To comfort all who mourn, To console those who mourn in Zion,
To give them beauty for ashes, The oil of joy for mourning,
The garment of praise for the spirit of heaviness;
That they may be called trees of righteousness,
The planting of the LORD, that He may be glorified."

Isaiah 61:1,2c,3 (New King James Version)

Saturday, May 15, 2010

MY New Reality

To say I'm not where I thought I would be today, would be the greatest of understatements. It's 4:16 a.m. May 15th, 2010. Im sitting in a hotel room, in Santa Maria California watching the Sex in the City Movie. A year ago I may have been awake, but then I was holding a piece of my heart in my arms, nuturing her. Now, my heart is in my throat - and I long to be nutured. I came to the realization early that I would have big changes in my life, moving, living without Makenna, raising Cheyenne as a single Mommy...depending on people - I had tried SO hard to be independent of. Until this weekend, it never occured to me the new relationship I would have to form with myself. I've lost a lot.....
I won't say the five years I was married to Colt were horrific, yes there were times I wish had never happened, but they did. I experienced my highest highs with him...and sadly my lowest lows. I've learned what love is and what love isn't. I've learned where true strength comes from, and the courage it takes to use it. I also learned, that above all else I CAN'T settle anymore. I can't. I know deep down that every human being is fully entitled and fully capable of seeking happiness and I am no exception.
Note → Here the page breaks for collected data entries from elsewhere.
use std::collections::HashMap;
use std::sync::atomic::{AtomicBool, AtomicUsize, Ordering};
use std::sync::Arc;

use async_trait::async_trait;
use parking_lot::Mutex;
use serde_json::Value;
use uuid::Uuid;

use crate::errors::{AppError, AppResult};

/// A record read back from an indexed collection, carrying the id the store
/// assigned on insert.
#[derive(Debug, Clone)]
pub struct StoredRecord {
    pub id: String,
    pub data: Value,
}

/// The document-store capability consumed by the sync core. Keyed documents
/// hold the main aggregate; named collections hold per-record data with
/// store-assigned ids. Implementations must preserve collection insertion
/// order in `search` results.
#[async_trait]
pub trait DocumentStore: Send + Sync {
    async fn get(&self, key: &str) -> AppResult<Value>;
    async fn save(&self, document: Value, key: &str) -> AppResult<()>;
    async fn insert(&self, record: Value, collection: &str) -> AppResult<StoredRecord>;
    async fn bulk_insert(&self, records: Vec<Value>, collection: &str) -> AppResult<()>;
    async fn delete(&self, id: &str, collection: &str) -> AppResult<()>;
    async fn search(&self, query: Value, collection: &str) -> AppResult<Vec<StoredRecord>>;
}

#[derive(Debug, Clone, Copy, PartialEq, Eq, Hash)]
pub enum StoreOp {
    Save,
    Insert,
    BulkInsert,
    Delete,
    Search,
}

#[derive(Default)]
struct FaultFlags {
    save: AtomicBool,
    insert: AtomicBool,
    bulk_insert: AtomicBool,
    delete: AtomicBool,
    search: AtomicBool,
}

impl FaultFlags {
    fn flag(&self, op: StoreOp) -> &AtomicBool {
        match op {
            StoreOp::Save => &self.save,
            StoreOp::Insert => &self.insert,
            StoreOp::BulkInsert => &self.bulk_insert,
            StoreOp::Delete => &self.delete,
            StoreOp::Search => &self.search,
        }
    }

    fn take(&self, op: StoreOp) -> bool {
        self.flag(op).swap(false, Ordering::SeqCst)
    }
}

/// In-process store backend, used as the test double for the sync core and as
/// a throwaway backend for callers that do not need durability.
#[derive(Default)]
pub struct MemoryStore {
    documents: Mutex<HashMap<String, Value>>,
    collections: Mutex<HashMap<String, Vec<StoredRecord>>>,
    save_calls: AtomicUsize,
    faults: FaultFlags,
}

impl MemoryStore {
    pub fn new() -> Self {
        Self::default()
    }

    pub fn shared() -> Arc<Self> {
        Arc::new(Self::new())
    }

    /// Seed the keyed document side, bypassing `save` bookkeeping.
    pub fn put_document(&self, key: &str, document: Value) {
        self.documents.lock().insert(key.to_string(), document);
    }

    /// Arm a one-shot failure for the next call of the given operation.
    pub fn fail_next(&self, op: StoreOp) {
        self.faults.flag(op).store(true, Ordering::SeqCst);
    }

    /// Number of `save` calls that reached the backend. The debounce window
    /// coalesces mutations, so this is the observable being asserted on.
    pub fn save_call_count(&self) -> usize {
        self.save_calls.load(Ordering::SeqCst)
    }

    pub fn collection_len(&self, collection: &str) -> usize {
        self.collections
            .lock()
            .get(collection)
            .map(|records| records.len())
            .unwrap_or(0)
    }

    pub fn document(&self, key: &str) -> Option<Value> {
        self.documents.lock().get(key).cloned()
    }

    fn check_fault(&self, op: StoreOp, label: &str) -> AppResult<()> {
        if self.faults.take(op) {
            return Err(AppError::Store(format!("injected {label} failure")));
        }
        Ok(())
    }
}

#[async_trait]
impl DocumentStore for MemoryStore {
    async fn get(&self, key: &str) -> AppResult<Value> {
        Ok(self
            .documents
            .lock()
            .get(key)
            .cloned()
            .unwrap_or_else(|| Value::Object(serde_json::Map::new())))
    }

    async fn save(&self, document: Value, key: &str) -> AppResult<()> {
        self.check_fault(StoreOp::Save, "save")?;
        self.documents.lock().insert(key.to_string(), document);
        self.save_calls.fetch_add(1, Ordering::SeqCst);
        Ok(())
    }

    async fn insert(&self, record: Value, collection: &str) -> AppResult<StoredRecord> {
        self.check_fault(StoreOp::Insert, "insert")?;
        let stored = StoredRecord {
            id: Uuid::new_v4().to_string(),
            data: record,
        };
        self.collections
            .lock()
            .entry(collection.to_string())
            .or_default()
            .push(stored.clone());
        Ok(stored)
    }

    async fn bulk_insert(&self, records: Vec<Value>, collection: &str) -> AppResult<()> {
        self.check_fault(StoreOp::BulkInsert, "bulk insert")?;
        let mut collections = self.collections.lock();
        let entries = collections.entry(collection.to_string()).or_default();
        for record in records {
            entries.push(StoredRecord {
                id: Uuid::new_v4().to_string(),
                data: record,
            });
        }
        Ok(())
    }

    async fn delete(&self, id: &str, collection: &str) -> AppResult<()> {
        self.check_fault(StoreOp::Delete, "delete")?;
        let mut collections = self.collections.lock();
        let entries = collections
            .get_mut(collection)
            .ok_or_else(|| AppError::Store(format!("unknown collection: {collection}")))?;
        let before = entries.len();
        entries.retain(|record| record.id != id);
        if entries.len() == before {
            return Err(AppError::Store(format!(
                "record {id} not found in {collection}"
            )));
        }
        Ok(())
    }

    async fn search(&self, _query: Value, collection: &str) -> AppResult<Vec<StoredRecord>> {
        self.check_fault(StoreOp::Search, "search")?;
        Ok(self
            .collections
            .lock()
            .get(collection)
            .cloned()
            .unwrap_or_default())
    }
}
I know what I would wish for if I had a lamp to rub - but the fact is I don't. In fact, my wishes are so objective, so internal I don't think any genie would be able to fullfill them. Perhaps, that has been my problem all along. All my life, I have searched in others for happiness, for fullfillment. But tonight, for the first time I realize that what Im searching for doesn't come from anyone else. If it did, Im sure with my tenacity I would of found it by now. Some google search SURELY would of lead me to enlightenment and happiness. Ruling out the possibility of finding happiness and fullfillment in someone else, and understanding the fact that all people can be genuinely happy, shows me it's MY choice to look at this world as one filled with opportunity and excitement...and selfless fullfilling happiness. Or, it's my choice to let someone else determine when it's okay..or when Im eligible to be happy. 
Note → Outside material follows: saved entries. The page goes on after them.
use csv::{ReaderBuilder, Terminator, WriterBuilder};

use crate::errors::{AppError, AppResult};
use crate::model::{Address, Location};

/// Fixed column order for both import and export.
pub const CSV_HEADER: [&str; 7] = [
    "name",
    "address_name",
    "address_lat",
    "address_lng",
    "description",
    "subtitle",
    "image",
];

const REQUIRED_COLUMNS: usize = 4;

/// Parse raw CSV file content into location records, without ids.
///
/// The first row is a header and is discarded; every remaining row maps
/// positionally to `[title, address.name, lat, lng, description, subtitle,
/// image]`. Any undecodable content, short row, or unparseable coordinate
/// rejects the whole file so a failed import never applies partially.
pub fn import_locations(bytes: &[u8]) -> AppResult<Vec<Location>> {
    let text = std::str::from_utf8(bytes)
        .map_err(|err| AppError::Decode(format!("invalid UTF-8 in CSV: {err}")))?;

    let mut reader = ReaderBuilder::new()
        .has_headers(true)
        .flexible(true)
        .from_reader(text.as_bytes());

    let mut locations = Vec::new();
    for (index, record) in reader.records().enumerate() {
        let record =
            record.map_err(|err| AppError::Decode(format!("malformed CSV: {err}")))?;
        let row_number = index + 2;
        if record.len() < REQUIRED_COLUMNS {
            return Err(AppError::Decode(format!(
                "row {row_number} has {} columns, expected at least {REQUIRED_COLUMNS}",
                record.len()
            )));
        }

        let lat = parse_coordinate(record.get(2), "address_lat", row_number)?;
        let lng = parse_coordinate(record.get(3), "address_lng", row_number)?;

        locations.push(Location {
            id: None,
            title: field(&record, 0),
            address: Address {
                name: field(&record, 1),
                lat,
                lng,
            },
            description: field(&record, 4),
            subtitle: field(&record, 5),
            image: field(&record, 6),
        });
    }
    Ok(locations)
}

/// Serialize the current list as CSV text, one row per location in list
/// order, with the fixed header row first.
pub fn export_locations(locations: &[Location]) -> AppResult<String> {
    let mut writer = WriterBuilder::new()
        .terminator(Terminator::CRLF)
        .from_writer(Vec::new());
    writer.write_record(CSV_HEADER)?;
    for location in locations {
        let lat = location.address.lat.to_string();
        let lng = location.address.lng.to_string();
        writer.write_record([
            location.title.as_str(),
            location.address.name.as_str(),
            lat.as_str(),
            lng.as_str(),
            location.description.as_str(),
            location.subtitle.as_str(),
            location.image.as_str(),
        ])?;
    }
    finish(writer)
}

/// Header-only CSV used to prime spreadsheet tools with the column names.
pub fn template() -> AppResult<String> {
    let mut writer = WriterBuilder::new()
        .terminator(Terminator::CRLF)
        .from_writer(Vec::new());
    writer.write_record(CSV_HEADER)?;
    finish(writer)
}

fn finish(writer: csv::Writer<Vec<u8>>) -> AppResult<String> {
    let bytes = writer
        .into_inner()
        .map_err(|err| AppError::Decode(format!("failed to flush CSV writer: {err}")))?;
    String::from_utf8(bytes).map_err(|err| AppError::Decode(format!("non-UTF-8 CSV output: {err}")))
}

fn field(record: &csv::StringRecord, index: usize) -> String {
    record.get(index).unwrap_or_default().to_string()
}

fn parse_coordinate(value: Option<&str>, column: &str, row_number: usize) -> AppResult<f64> {
    let raw = value.unwrap_or_default().trim();
    raw.parse::<f64>()
        .ok()
        .filter(|parsed| parsed.is_finite())
        .ok_or_else(|| {
            AppError::Decode(format!("row {row_number}: {column} is not a number: {raw:?}"))
        })
}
See, true happiness isn't given, it's pursued. It comes from the selfless love of a genuine heart acting on what it feels, not on what is censored by the brain. It's when my heart swells when I hear a bird chirping outside the window, when Cheyenne cuddles up to me in the middle of the night, and when I recollect the smiles and laughs my Makenna was SO selfless to share.
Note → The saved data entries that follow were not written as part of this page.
impl ListSynchronizer {
    pub fn new(
        store: Arc<dyn DocumentStore>,
        state: Arc<Mutex<PlacesDocument>>,
        saver: Arc<Debouncer>,
        config: AppConfig,
    ) -> Self {
        Self {
            store,
            state,
            saver,
            config,
        }
    }

    /// Fetch the aggregate, migrate the legacy inline shape if present, then
    /// repopulate the list from the indexed collection so every record
    /// carries its store-assigned id.
    pub async fn load(&self) -> AppResult<()> {
        let value = self.store.get(&self.config.document_key).await?;
        let document: PlacesDocument = serde_json::from_value(value)?;
        let legacy = migration::needs_migration(&document);

        let inline = {
            let mut state = self.state.lock();
            state.categories = document.categories;
            state.extra = document.extra;
            state.places.clear();
            document.places
        };

        if legacy {
            // Persist the cleared inline array so the legacy shape is gone
            // from the main document even if nothing else mutates it.
            self.schedule_save();
            let migrated = migration::migrate_inline_places(
                &self.store,
                inline,
                &self.config.places_collection,
            )
            .await?;
            self.state.lock().places = migrated;
            return Ok(());
        }

        self.refresh().await
    }

    /// Replace the in-memory list with the indexed collection contents.
    pub async fn refresh(&self) -> AppResult<()> {
        let places = fetch_locations(&self.store, &self.config.places_collection).await?;
        self.state.lock().places = places;
        Ok(())
    }

    /// Store-first insert: the record is only appended once the store has
    /// assigned it an id, so a failed insert leaves the list unchanged.
    pub async fn insert(&self, location: Location) -> AppResult<Location> {
        let record = serde_json::to_value(&location)?;
        let stored = self
            .store
            .insert(record, &self.config.places_collection)
            .await?;
        let mut inserted = location;
        inserted.id = Some(stored.id);
        self.state.lock().places.push(inserted.clone());
        Ok(inserted)
    }

    /// Bulk ingress path (CSV import). Records are persisted before they
    /// become list members: after the bulk insert the collection is re-read
    /// and records not already known locally are appended in store order, so
    /// imported rows end up id-bearing exactly like single inserts. Returns
    /// the number of records appended.
    pub async fn bulk_insert(&self, locations: Vec<Location>) -> AppResult<usize> {
        if locations.is_empty() {
            return Ok(0);
        }
        let records = locations
            .iter()
            .map(serde_json::to_value)
            .collect::<Result<Vec<_>, _>>()?;
        self.store
            .bulk_insert(records, &self.config.places_collection)
            .await?;

        let fetched = fetch_locations(&self.store, &self.config.places_collection).await?;
        let appended = {
            let mut state = self.state.lock();
            let known: HashSet<String> = state
                .places
                .iter()
                .filter_map(|place| place.id.clone())
                .collect();
            let mut appended = 0;
            for place in fetched {
                let already_listed = place
                    .id
                    .as_ref()
                    .map(|id| known.contains(id))
                    .unwrap_or(false);
                if !already_listed {
                    state.places.push(place);
                    appended += 1;
                }
            }
            appended
        };

        self.schedule_save();
        Ok(appended)
    }

    /// Replace the record at `index` in place. The stored id survives the
    /// edit even when the incoming record does not carry one.
    pub fn update(&self, index: usize, location: Location) -> AppResult<()> {
        {
            let mut state = self.state.lock();
            let slot = state
                .places
                .get_mut(index)
                .ok_or_else(|| AppError::Config(format!("location index {index} out of range")))?;
            let id = slot.id.take();
            *slot = location;
            if slot.id.is_none() {
                slot.id = id;
            }
        }
        self.schedule_save();
        Ok(())
    }

    /// Remove locally first, then delete the backing record by id. A store
    /// failure is reported but the local removal stands.
    pub async fn delete(&self, index: usize) -> AppResult<Location> {
        let removed = {
            let mut state = self.state.lock();
            if index >= state.places.len() {
                return Err(AppError::Config(format!(
                    "location index {index} out of range"
                )));
            }
            state.places.remove(index)
        };

        if let Some(id) = removed.id.as_deref() {
            if let Err(err) = self.store.delete(id, &self.config.places_collection).await {
                warn!(%id, ?err, "failed to delete location record from store");
                return Err(err);
            }
        }
        Ok(removed)
    }

    /// Replace the whole list with a caller-supplied ordering. Position is
    /// carried by the generic metadata save, not per-record writes.
    pub fn reorder(&self, new_order: Vec<Location>) {
        self.state.lock().places = new_order;
        self.schedule_save();
    }

    pub fn places(&self) -> Vec<Location> {
        self.state.lock().places.clone()
    }

    pub fn schedule_save(&self) {
        schedule_metadata_save(
            &self.saver,
            &self.store,
            &self.state,
            &self.config.document_key,
        );
    }
}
I've had happiness in my life, but always craved more. Always wanted to scale the next moutain to see the next valley. Which is GREAT if I take the time to enjoy the view, the smells, the feelings, and truly taste the ups and downs of life, as well as the strolls though wide open pastures, where Im free to explore the flowers, bask in the sun, and see up close in true detail what I admired from a far.
So today, this morning. i've decided it will be the pursuit for happiness that needs to be enjoyed. All the little flowers and rays of sunshine it offers along the way. I'll appreciate the satisfaction that comes along the climb to the summit. My mountains won't be smaller, my valley's any less grand - but those little pieces along the way will be appreciated for what they are - the pretty bits and the nasty bits that make up our lives. The bits that refine our pursuit.